Character for character, write out the data below.

[Opening Supplied material section]

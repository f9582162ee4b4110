use super::Frame;
use crate::state::State;
use crate::ui::widgets::styling;
use ratatui::{
    layout::Rect,
    text::{Line, Span},
    widgets::{Block, Borders, List, ListItem},
};

/// Render the most recent log entries that fit.
///
pub fn log(frame: &mut Frame, size: Rect, state: &mut State) {
    let theme = state.get_theme();
    let block = Block::default()
        .title("Log (F2 to hide)")
        .borders(Borders::ALL)
        .border_style(styling::normal_block_border_style(theme));

    let visible = size.height.saturating_sub(2) as usize;
    let entries = state.log_entries();
    let start = entries.len().saturating_sub(visible);
    let items: Vec<ListItem> = entries[start..]
        .iter()
        .map(|entry| {
            ListItem::new(Line::from(vec![Span::styled(
                entry.clone(),
                styling::normal_text_style(theme),
            )]))
        })
        .collect();

    frame.render_widget(List::new(items).block(block), size);
}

[Closing Supplied material section]

• _Solution_:
repository f9582162ee4b4110
use super::Frame;
use crate::state::State;
use crate::ui::widgets::styling;
use ratatui::{
    layout::Rect,
    text::{Line, Span},
    widgets::{Block, Borders, List, ListItem},
};

/// Render the most recent log entries that fit.
///
pub fn log(frame: &mut Frame, size: Rect, state: &mut State) {
    let theme = state.get_theme();
    let block = Block::default()
        .title("Log (F2 to hide)")
        .borders(Borders::ALL)
        .border_style(styling::normal_block_border_style(theme));

    let visible = size.height.saturating_sub(2) as usize;
    let entries = state.log_entries();
    let start = entries.len().saturating_sub(visible);
    let items: Vec<ListItem> = entries[start..]
        .iter()
        .map(|entry| {
            ListItem::new(Line::from(vec![Span::styled(
                entry.clone(),
                styling::normal_text_style(theme),
            )]))
        })
        .collect();

    frame.render_widget(List::new(items).block(block), size);
}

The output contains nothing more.